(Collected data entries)
>>>>>

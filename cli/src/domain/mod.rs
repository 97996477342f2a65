//! Domain layer: pure business logic, types, and validation.
//!
//! This module has zero imports from `crate::infra`, `crate::commands`,
//! `crate::application`, `tokio`, `std::fs`, `std::process`, or `std::net`.
//! All functions are synchronous and take data in, returning data out.

pub mod codespace;
pub mod config;
pub mod error;
pub mod machine;
pub mod retention;
pub mod ssh;

pub use codespace::{
    Codespace, CodespaceState, ConnectionInfo, CreateParams, DevContainerEntry, PostCreateState,
    PostCreateStatus, Repository, User,
};
pub use config::{CliConfig, validate_config_key, validate_config_value};
pub use error::{ApiError, CodespaceError, ConfigError};
pub use machine::{Machine, MachinePolicy, build_display_name};
pub use retention::{NullableDuration, RetentionSpec};
//! Application service: issue the create request and handle the
//! permission-escalation response.

use anyhow::Result;

use crate::application::ports::{CodespaceLifecycle, UserStream};
use crate::domain::codespace::{Codespace, CreateParams};
use crate::domain::error::{ApiError, CodespaceError};

/// Creates a codespace with exactly one request.
///
/// When the service asks for additional permissions, the instructions are
/// written to `stream` once and [`CodespaceError::Silent`] is returned so the
/// caller does not report the failure again. Every other error is returned
/// unchanged.
///
/// # Errors
///
/// See above.
pub async fn create_codespace(
    api: &impl CodespaceLifecycle,
    stream: &impl UserStream,
    params: &CreateParams,
) -> Result<Codespace> {
    let err = match api.create_codespace(params).await {
        Ok(codespace) => return Ok(codespace),
        Err(err) => err,
    };

    if let Some(ApiError::AcceptPermissionsRequired {
        allow_permissions_url,
    }) = err.downcast_ref::<ApiError>()
    {
        stream.println(&permissions_message(allow_permissions_url));
        return Err(CodespaceError::Silent.into());
    }
    Err(err)
}

/// Instructions shown when creation needs the user's consent.
#[must_use]
pub fn permissions_message(allow_permissions_url: &str) -> String {
    let url = allow_permissions_url
        .strip_prefix("https://")
        .or_else(|| allow_permissions_url.strip_prefix("http://"))
        .unwrap_or(allow_permissions_url);
    format!(
        "You must authorize or deny additional permissions requested by this codespace before continuing.\n\
         Open this URL in your browser to review and authorize additional permissions: {url}\n\
         Alternatively, you can run \"create\" with the \"--default-permissions\" option to continue without authorizing additional permissions."
    )
}
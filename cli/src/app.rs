//! Application context: unified state passed to every command handler.
//!
//! Adding a new cross-cutting concern requires only one field change here;
//! zero command signatures change.

use crate::infra::config::YamlConfigStore;
use crate::output::{HumanRenderer, OutputContext};

/// Output rendering flags.
pub struct OutputFlags {
    /// Disable ANSI color output.
    pub no_color: bool,
    /// Suppress non-error output.
    pub quiet: bool,
}

/// Behaviour flags.
pub struct BehaviourFlags {
    /// Never prompt (also set by the `CI` / `CODESPACE_NO_PROMPT` env vars).
    pub no_prompt: bool,
}

/// Flags passed from the top-level CLI to `AppContext::new`.
pub struct AppFlags {
    /// Output rendering options.
    pub output: OutputFlags,
    /// Behaviour options.
    pub behaviour: BehaviourFlags,
}

/// Unified application context passed to every command handler.
///
/// Constructed once in `Cli::run()` and passed as `&AppContext` to all
/// command handlers.
pub struct AppContext {
    /// Terminal output context (colors, quiet mode).
    pub output: OutputContext,
    /// Configuration file store.
    pub config_store: YamlConfigStore,
    /// When `true`, never prompt; selections fall back to their defaults.
    ///
    /// Set when `--no-prompt` is passed, or when the `CI` or
    /// `CODESPACE_NO_PROMPT` environment variables are present.
    pub non_interactive: bool,
}

impl AppContext {
    /// Construct an `AppContext` from top-level CLI flags.
    #[must_use]
    pub fn new(flags: &AppFlags) -> Self {
        let ci_env = std::env::var("CI").is_ok() || std::env::var("CODESPACE_NO_PROMPT").is_ok();
        Self {
            output: OutputContext::new(flags.output.no_color, flags.output.quiet),
            config_store: YamlConfigStore,
            non_interactive: flags.behaviour.no_prompt || ci_env,
        }
    }

    /// Returns the human renderer for the current output context.
    #[must_use]
    pub fn renderer(&self) -> HumanRenderer<'_> {
        HumanRenderer::new(&self.output)
    }
}
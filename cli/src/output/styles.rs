//! Output styles using owo-colors stylesheet pattern

use owo_colors::Style;

/// Centralized stylesheet for CLI output colors.
#[derive(Default, Clone)]
pub struct Styles {
    /// Success messages (green)
    pub success: Style,
    /// Warning messages (yellow)
    pub warning: Style,
    /// Error messages (red)
    pub error: Style,
    /// Info messages (blue)
    pub info: Style,
    /// In-progress steps (cyan)
    pub step: Style,
    /// Dimmed/secondary text
    pub dim: Style,
    /// Bold text
    pub bold: Style,
    /// Headers/section titles
    pub header: Style,
}

impl Styles {
    /// Apply colors to the stylesheet.
    pub fn colorize(&mut self) {
        self.success = Style::new().green();
        self.warning = Style::new().yellow();
        self.error = Style::new().red();
        self.info = Style::new().blue();
        self.step = Style::new().cyan();
        self.dim = Style::new().dimmed();
        self.bold = Style::new().bold();
        self.header = Style::new().bold().cyan();
    }
}
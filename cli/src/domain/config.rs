//! Domain types and validators for CLI configuration.
//!
//! Pure functions only: no I/O, no async, no filesystem access.

use std::time::Duration;

use anyhow::Result;
use serde::{Deserialize, Serialize};

use crate::domain::error::ConfigError;
use crate::domain::machine::{MachinePolicy, VALID_MACHINE_POLICIES};

// ── Constants ────────────────────────────────────────────────────────────────

pub const VALID_CONFIG_KEYS: &[&str] = &[
    "api.url",
    "api.web_url",
    "api.locations_url",
    "machine.policy",
    "machine.default",
    "poll.interval_ms",
    "poll.timeout_secs",
    "poll.max_retries",
];

// ── Config schema ────────────────────────────────────────────────────────────

/// Top-level configuration stored in `~/.codespace/config.yaml`.
#[derive(Debug, Clone, PartialEq, Eq, Serialize, Deserialize, Default)]
#[serde(default)]
pub struct CliConfig {
    pub api: ApiConfig,
    pub machine: MachineConfig,
    pub poll: PollConfig,
}

/// Remote service endpoints.
#[derive(Debug, Clone, PartialEq, Eq, Serialize, Deserialize)]
#[serde(default)]
pub struct ApiConfig {
    /// REST API root.
    pub url: String,
    /// Web root serving `<login>.keys`.
    pub web_url: String,
    /// Region lookup endpoint.
    pub locations_url: String,
}

impl Default for ApiConfig {
    fn default() -> Self {
        Self {
            url: "https://api.github.com".to_string(),
            web_url: "https://github.com".to_string(),
            locations_url: "https://online.visualstudio.com/api/v1/locations".to_string(),
        }
    }
}

/// Machine selection when `--machine` is not given.
#[derive(Debug, Clone, PartialEq, Eq, Serialize, Deserialize, Default)]
#[serde(default)]
pub struct MachineConfig {
    pub policy: MachinePolicy,
    /// Used by the `default` policy.
    #[serde(skip_serializing_if = "Option::is_none")]
    pub default: Option<String>,
}

/// Readiness polling cadence.
#[derive(Debug, Clone, PartialEq, Eq, Serialize, Deserialize)]
#[serde(default)]
pub struct PollConfig {
    pub interval_ms: u64,
    pub timeout_secs: u64,
    /// Consecutive failed polls tolerated before giving up.
    pub max_retries: u32,
}

impl Default for PollConfig {
    fn default() -> Self {
        Self {
            interval_ms: 1_000,
            timeout_secs: 600,
            max_retries: 3,
        }
    }
}

impl PollConfig {
    #[must_use]
    pub fn interval(&self) -> Duration {
        Duration::from_millis(self.interval_ms)
    }

    #[must_use]
    pub fn timeout(&self) -> Duration {
        Duration::from_secs(self.timeout_secs)
    }
}

impl CliConfig {
    /// Reads a setting by its dotted key.
    ///
    /// # Errors
    ///
    /// Returns an error for unknown keys.
    pub fn get(&self, key: &str) -> Result<String> {
        validate_config_key(key)?;
        Ok(match key {
            "api.url" => self.api.url.clone(),
            "api.web_url" => self.api.web_url.clone(),
            "api.locations_url" => self.api.locations_url.clone(),
            "machine.policy" => self.machine.policy.to_string(),
            "machine.default" => self.machine.default.clone().unwrap_or_default(),
            "poll.interval_ms" => self.poll.interval_ms.to_string(),
            "poll.timeout_secs" => self.poll.timeout_secs.to_string(),
            "poll.max_retries" => self.poll.max_retries.to_string(),
            _ => anyhow::bail!("Unknown setting: {key}"),
        })
    }

    /// Writes a setting by its dotted key after validating it.
    ///
    /// # Errors
    ///
    /// Returns an error if the key is unknown or the value is invalid.
    pub fn set(&mut self, key: &str, value: &str) -> Result<()> {
        validate_config_key(key)?;
        validate_config_value(key, value)?;
        match key {
            "api.url" => self.api.url = value.trim_end_matches('/').to_string(),
            "api.web_url" => self.api.web_url = value.trim_end_matches('/').to_string(),
            "api.locations_url" => self.api.locations_url = value.to_string(),
            "machine.policy" => self.machine.policy = value.parse()?,
            "machine.default" => {
                self.machine.default = (!value.is_empty()).then(|| value.to_string());
            }
            "poll.interval_ms" => self.poll.interval_ms = value.parse()?,
            "poll.timeout_secs" => self.poll.timeout_secs = value.parse()?,
            "poll.max_retries" => self.poll.max_retries = value.parse()?,
            _ => anyhow::bail!("Unknown setting: {key}"),
        }
        Ok(())
    }
}

// ── Validators ───────────────────────────────────────────────────────────────

/// Validates a configuration key against the whitelist.
///
/// # Errors
///
/// Returns an error if the key is not in the allowed list.
pub fn validate_config_key(key: &str) -> Result<()> {
    if !VALID_CONFIG_KEYS.contains(&key) {
        return Err(ConfigError::UnknownKey {
            key: key.to_string(),
            valid: VALID_CONFIG_KEYS.join(", "),
        }
        .into());
    }
    Ok(())
}

/// Validates a configuration value for the given key.
///
/// # Errors
///
/// Returns an error if the value is not valid for the key.
pub fn validate_config_value(key: &str, value: &str) -> Result<()> {
    let invalid = |valid: &str| ConfigError::InvalidValue {
        key: key.to_string(),
        value: value.to_string(),
        valid: valid.to_string(),
    };
    match key {
        "api.url" | "api.web_url" | "api.locations_url" => {
            if !(value.starts_with("https://") || value.starts_with("http://")) {
                return Err(invalid("an http:// or https:// URL").into());
            }
        }
        "machine.policy" => {
            if !VALID_MACHINE_POLICIES.contains(&value) {
                return Err(invalid(&VALID_MACHINE_POLICIES.join(", ")).into());
            }
        }
        "poll.interval_ms" | "poll.timeout_secs" => {
            if !value.parse::<u64>().is_ok_and(|v| v > 0) {
                return Err(invalid("a positive integer").into());
            }
        }
        "poll.max_retries" => {
            if value.parse::<u32>().is_err() {
                return Err(invalid("a non-negative integer").into());
            }
        }
        _ => {}
    }
    Ok(())
}

// ── Unit tests ───────────────────────────────────────────────────────────────
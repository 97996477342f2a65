//! Idle-timeout and retention-period policy.
//!
//! Merges user overrides with "let the server decide" defaults. Pure
//! functions only.

use std::time::Duration;

use anyhow::Result;

use crate::domain::codespace::Codespace;
use crate::domain::error::CodespaceError;

/// Longest retention period the service accepts (30 days).
pub const MAX_RETENTION_MINUTES: u32 = 30 * 24 * 60;

/// An optional duration that keeps "not provided" apart from "explicitly zero".
#[derive(Debug, Clone, Copy, PartialEq, Eq, Default)]
pub enum NullableDuration {
    /// Not provided; the server default applies.
    #[default]
    Unset,
    /// Explicitly reset to the server default.
    Cleared,
    Set(Duration),
}

impl NullableDuration {
    /// Parses a flag value. An empty string clears the override.
    ///
    /// # Errors
    ///
    /// Returns an error if the value is not a valid duration.
    pub fn parse(s: &str) -> Result<Self> {
        if s.trim().is_empty() {
            return Ok(Self::Cleared);
        }
        Ok(Self::Set(parse_duration(s)?))
    }

    #[must_use]
    pub fn duration(&self) -> Option<Duration> {
        match self {
            Self::Set(d) => Some(*d),
            Self::Unset | Self::Cleared => None,
        }
    }
}

/// Idle timeout and retention period, in whole minutes, ready for a create request.
#[derive(Debug, Clone, Copy, PartialEq, Eq, Default)]
pub struct RetentionSpec {
    /// Zero means "server default".
    pub idle_timeout_minutes: u32,
    pub retention_period_minutes: Option<u32>,
}

/// Builds the [`RetentionSpec`] for a create request.
///
/// Durations are truncated to whole minutes.
///
/// # Errors
///
/// Returns [`CodespaceError::Validation`] when a duration does not fit in
/// minutes or the retention period exceeds [`MAX_RETENTION_MINUTES`].
pub fn build_retention(
    idle_timeout: Option<Duration>,
    retention_period: NullableDuration,
) -> Result<RetentionSpec> {
    let idle_timeout_minutes = idle_timeout
        .map(|d| whole_minutes(d, "idle timeout"))
        .transpose()?
        .unwrap_or(0);

    let retention_period_minutes = retention_period
        .duration()
        .map(|d| whole_minutes(d, "retention period"))
        .transpose()?;

    if let Some(minutes) = retention_period_minutes
        && minutes > MAX_RETENTION_MINUTES
    {
        return Err(CodespaceError::Validation(format!(
            "retention period must be at most 30 days ({MAX_RETENTION_MINUTES} minutes), got {minutes} minutes"
        ))
        .into());
    }

    Ok(RetentionSpec {
        idle_timeout_minutes,
        retention_period_minutes,
    })
}

fn whole_minutes(d: Duration, what: &str) -> Result<u32> {
    u32::try_from(d.as_secs() / 60).map_err(|_| {
        CodespaceError::Validation(format!("{what} of {}s is too long", d.as_secs())).into()
    })
}

/// The notice line to show after creation, if any.
///
/// Notices are non-essential and only shown on interactive output so that
/// piped stdout/stderr stays clean.
#[must_use]
pub fn idle_timeout_notice(codespace: &Codespace, interactive: bool) -> Option<String> {
    if !interactive {
        return None;
    }
    codespace
        .idle_timeout_notice
        .as_deref()
        .map(str::trim)
        .filter(|n| !n.is_empty())
        .map(|n| format!("Notice: {n}"))
}

/// Parses durations such as `30m`, `48h`, `1h 30m`, `2days`, or `7d`.
///
/// A bare number is read as minutes; everything else goes through
/// [`humantime::parse_duration`].
///
/// # Errors
///
/// Returns [`CodespaceError::Validation`] on empty input, unknown units, or
/// overflow.
pub fn parse_duration(input: &str) -> Result<Duration> {
    let s = input.trim();
    if let Ok(minutes) = s.parse::<u64>() {
        return minutes.checked_mul(60).map(Duration::from_secs).ok_or_else(|| {
            CodespaceError::Validation(format!("invalid duration {input:?}: too large")).into()
        });
    }
    humantime::parse_duration(s).map_err(|e| {
        CodespaceError::Validation(format!("invalid duration {input:?}: {e}")).into()
    })
}
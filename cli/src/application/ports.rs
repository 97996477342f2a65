//! Port trait definitions for the Application layer.
//!
//! Ports are the interfaces (contracts) that infrastructure must fulfill.
//! This file imports only from `crate::domain`: never from `crate::infra`,
//! `crate::commands`, or `crate::output`.

use std::path::PathBuf;

use anyhow::Result;
use tokio_util::sync::CancellationToken;

use crate::domain::{
    CliConfig, Codespace, ConnectionInfo, CreateParams, DevContainerEntry, Machine,
    PostCreateState, Repository, User,
};

// ── Remote Service Ports ──────────────────────────────────────────────────────

/// Repository and catalog lookups used while resolving a create request.
#[allow(async_fn_in_trait)]
pub trait RepositoryCatalog {
    /// Resolve `owner/name` to a repository.
    async fn get_repository(&self, nwo: &str) -> Result<Repository>;
    /// Devcontainer definitions for a repository/branch pair, in discovery order.
    async fn list_dev_containers(
        &self,
        repo_id: u64,
        branch: &str,
        limit: usize,
    ) -> Result<Vec<DevContainerEntry>>;
    /// Repository names matching a partial `owner/name`.
    async fn repo_suggestions(&self, partial: &str, limit: usize) -> Result<Vec<String>>;
    /// Machine types available for a repository/branch in a location.
    async fn list_machines(
        &self,
        repo_id: u64,
        branch: &str,
        location: &str,
    ) -> Result<Vec<Machine>>;
    /// The region closest to the caller.
    async fn region_location(&self) -> Result<String>;
}

/// Codespace create/read/start operations.
#[allow(async_fn_in_trait)]
pub trait CodespaceLifecycle {
    /// Issue one create request.
    async fn create_codespace(&self, params: &CreateParams) -> Result<Codespace>;
    /// Fetch a fresh snapshot. `include_connection` asks for relay credentials.
    async fn get_codespace(&self, name: &str, include_connection: bool) -> Result<Codespace>;
    /// Ask the service to start a stopped codespace.
    async fn start_codespace(&self, name: &str) -> Result<()>;
    /// Post-create setup progress, in emission order.
    async fn post_create_states(&self, name: &str) -> Result<Vec<PostCreateState>>;
}

/// Identity lookups for the authenticated user.
#[allow(async_fn_in_trait)]
pub trait UserDirectory {
    async fn current_user(&self) -> Result<User>;
    /// The raw `authorized_keys` document published for `login`.
    async fn authorized_keys(&self, login: &str) -> Result<String>;
}

/// Composite trait: any type implementing all three sub-traits is a `CodespacesApi`.
pub trait CodespacesApi: RepositoryCatalog + CodespaceLifecycle + UserDirectory {}

/// Blanket implementation: any type implementing all three sub-traits is a `CodespacesApi`.
impl<T> CodespacesApi for T where T: RepositoryCatalog + CodespaceLifecycle + UserDirectory {}

// ── Relay Ports ───────────────────────────────────────────────────────────────

/// A server to start inside the codespace.
#[derive(Debug, Clone, PartialEq, Eq)]
pub enum ServerRequest {
    /// SSH daemon accepting the given public keys (newline separated).
    Ssh { authorized_keys: String },
    /// Jupyter notebook server.
    Notebook,
}

/// A server started inside the codespace.
#[derive(Debug, Clone, PartialEq, Eq, Default)]
pub struct RemoteServer {
    /// Port the server listens on inside the codespace.
    pub port: u16,
    /// Login user for SSH servers.
    pub user: Option<String>,
    /// Access token for notebook servers.
    pub token: Option<String>,
}

/// Opens relay sessions against connectable codespaces.
#[allow(async_fn_in_trait)]
pub trait RelayConnector {
    type Session: RelaySession;

    async fn open(&self, connection: &ConnectionInfo) -> Result<Self::Session>;
}

/// One open relay session.
#[allow(async_fn_in_trait)]
pub trait RelaySession {
    /// Start a server inside the codespace.
    async fn start_server(&self, request: &ServerRequest) -> Result<RemoteServer>;
    /// Forward a local loopback port to `remote_port`. Returns the local port.
    async fn forward_port(&self, remote_port: u16) -> Result<u16>;
    /// Release the session and stop every forwarded port.
    async fn close(&self) -> Result<()>;
}

// ── Readiness Port ────────────────────────────────────────────────────────────

/// Strategy for waiting until a codespace is connectable.
///
/// Implementations dispatch each post-create state name to `on_event` at most
/// once and stop issuing requests once `cancel` fires.
#[allow(async_fn_in_trait)]
pub trait StatePoller {
    async fn poll_states<A: CodespaceLifecycle>(
        &self,
        api: &A,
        codespace: &Codespace,
        on_event: &mut dyn FnMut(&PostCreateState),
        cancel: &CancellationToken,
    ) -> Result<Codespace>;
}

// ── Presentation Ports ────────────────────────────────────────────────────────

/// Abstracts progress reporting so services can emit events without
/// depending on the Presentation layer. Sync trait: no async needed.
pub trait ProgressReporter {
    /// Emit an in-progress step message.
    fn step(&self, message: &str);
    /// Emit a success message.
    fn success(&self, message: &str);
    /// Emit a warning message.
    fn warn(&self, message: &str);
}

/// Interactive selection and free-text input.
pub trait Chooser {
    /// Whether prompts can be shown. When `false`, callers must not call
    /// `choose` or `input`.
    fn is_interactive(&self) -> bool;
    /// Pick one of `options`. Returns the chosen index.
    ///
    /// # Errors
    ///
    /// Returns an error if the prompt fails or is aborted.
    fn choose(&self, prompt: &str, options: &[String], default: usize) -> Result<usize>;
    /// Ask for a line of text.
    ///
    /// # Errors
    ///
    /// Returns an error if the prompt fails or is aborted.
    fn input(&self, prompt: &str) -> Result<String>;
}

/// User-facing error stream (stderr).
pub trait UserStream {
    /// Whether the stream is attached to a terminal.
    fn is_interactive(&self) -> bool;
    fn println(&self, message: &str);
}

// ── Config Port ───────────────────────────────────────────────────────────────

/// Abstracts configuration persistence.
pub trait ConfigStore {
    /// Load the configuration, returning defaults when no file exists.
    ///
    /// # Errors
    ///
    /// Returns an error if the file exists but cannot be read or parsed.
    fn load(&self) -> Result<CliConfig>;
    /// Persist the configuration.
    ///
    /// # Errors
    ///
    /// Returns an error if the file cannot be written.
    fn save(&self, config: &CliConfig) -> Result<()>;
    /// Location of the backing file.
    ///
    /// # Errors
    ///
    /// Returns an error if the home directory cannot be determined.
    fn path(&self) -> Result<PathBuf>;
}
//! `DialoguerChooser`: terminal implementation of the `Chooser` port.

use std::io::IsTerminal as _;

use anyhow::{Context, Result};
use console::Term;
use dialoguer::{Input, Select};

use crate::application::ports::Chooser;

/// Prompts on stderr with `dialoguer`.
pub struct DialoguerChooser {
    interactive: bool,
}

impl DialoguerChooser {
    /// Prompts are only shown when both stdin and stderr are terminals and
    /// `non_interactive` is `false`.
    #[must_use]
    pub fn new(non_interactive: bool) -> Self {
        let interactive =
            !non_interactive && std::io::stdin().is_terminal() && Term::stderr().is_term();
        Self { interactive }
    }
}

impl Chooser for DialoguerChooser {
    fn is_interactive(&self) -> bool {
        self.interactive
    }

    fn choose(&self, prompt: &str, options: &[String], default: usize) -> Result<usize> {
        anyhow::ensure!(self.interactive, "cannot prompt for {prompt:?} without a terminal");
        Select::new()
            .with_prompt(prompt)
            .items(options)
            .default(default)
            .interact_on(&Term::stderr())
            .with_context(|| format!("reading {prompt}"))
    }

    fn input(&self, prompt: &str) -> Result<String> {
        anyhow::ensure!(self.interactive, "cannot prompt for {prompt:?} without a terminal");
        Input::<String>::new()
            .with_prompt(prompt)
            .interact_text_on(&Term::stderr())
            .with_context(|| format!("reading {prompt}"))
    }
}
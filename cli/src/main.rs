//! codespace - create codespaces and open live sessions against them

use std::process::ExitCode;

use clap::Parser;
use codespace_cli::cli::Cli;
use codespace_cli::domain::error::CodespaceError;
use tokio_util::sync::CancellationToken;

/// Exit code for user-initiated cancellation.
const EXIT_CANCELED: u8 = 2;

#[tokio::main]
async fn main() -> ExitCode {
    let cli = Cli::parse();

    let cancel = CancellationToken::new();
    let on_interrupt = cancel.clone();
    tokio::spawn(async move {
        if tokio::signal::ctrl_c().await.is_ok() {
            on_interrupt.cancel();
        }
    });

    match cli.run(cancel).await {
        Ok(code) => code,
        Err(e) if CodespaceError::is_silent(&e) => ExitCode::FAILURE,
        Err(e) if CodespaceError::is_canceled(&e) => ExitCode::from(EXIT_CANCELED),
        Err(e) => {
            eprintln!("Error: {e:#}");
            ExitCode::FAILURE
        }
    }
}
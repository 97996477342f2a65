//! CLI argument parsing with clap derive

use std::process::ExitCode;

use anyhow::Result;
use clap::{Parser, Subcommand};
use tokio_util::sync::CancellationToken;
use tracing_subscriber::EnvFilter;

use crate::app::{AppContext, AppFlags, BehaviourFlags, OutputFlags};
use crate::commands;

/// Environment variable holding the log filter.
pub const LOG_ENV_VAR: &str = "CODESPACE_LOG";

/// Create codespaces and open live sessions against them
#[derive(Parser)]
#[command(
    name = "codespace",
    version,
    propagate_version = true,
    subcommand_required = true,
    arg_required_else_help = true
)]
pub struct Cli {
    /// Suppress non-error output
    #[arg(short, long, global = true)]
    pub quiet: bool,

    /// Disable colored output
    #[arg(long, global = true, env = "NO_COLOR")]
    pub no_color: bool,

    /// Never prompt; use defaults for every selection
    #[arg(long, global = true)]
    pub no_prompt: bool,

    /// Log debug details to stderr
    #[arg(short, long, global = true)]
    pub verbose: bool,

    #[command(subcommand)]
    pub command: Command,
}

#[derive(Subcommand)]
pub enum Command {
    /// Create a codespace
    Create(commands::create::CreateArgs),

    /// Manage configuration
    #[command(subcommand)]
    Config(commands::config::ConfigCommand),

    /// Show version
    Version,
}

/// Installs the stderr `tracing` subscriber.
///
/// The filter comes from `CODESPACE_LOG`, defaulting to `warn`; `--verbose`
/// raises the default to `debug`.
pub fn init_tracing(verbose: bool) {
    let default = if verbose { "debug" } else { "warn" };
    let filter = EnvFilter::try_from_env(LOG_ENV_VAR).unwrap_or_else(|_| EnvFilter::new(default));
    // A subscriber may already be installed (tests); keep it.
    let _ = tracing_subscriber::fmt()
        .with_env_filter(filter)
        .with_writer(std::io::stderr)
        .with_target(false)
        .try_init();
}

impl Cli {
    /// Execute the CLI command.
    ///
    /// # Errors
    ///
    /// Returns an error if the command fails.
    pub async fn run(self, cancel: CancellationToken) -> Result<ExitCode> {
        let Cli {
            quiet,
            no_color,
            no_prompt,
            verbose,
            command,
        } = self;
        init_tracing(verbose);

        let app = AppContext::new(&AppFlags {
            output: OutputFlags { no_color, quiet },
            behaviour: BehaviourFlags { no_prompt },
        });

        match command {
            Command::Create(args) => commands::create::run(&app, &args, &cancel).await,
            Command::Config(cmd) => commands::config::run(&app, cmd),
            Command::Version => Ok(commands::version::run(&app)),
        }
    }
}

<<<<<

- Problem statement: Keeping every character as it is, restate the lines above that run from the line with "pub fn permissions_message(allow_permissions_url: &str)" through the line with "Open this URL", both included, and nothing else.

- Reply:
pub fn permissions_message(allow_permissions_url: &str) -> String {
    let url = allow_permissions_url
        .strip_prefix("https://")
        .or_else(|| allow_permissions_url.strip_prefix("http://"))
        .unwrap_or(allow_permissions_url);
    format!(
        "You must authorize or deny additional permissions requested by this codespace before continuing.\n\
         Open this URL in your browser to review and authorize additional permissions: {url}\n\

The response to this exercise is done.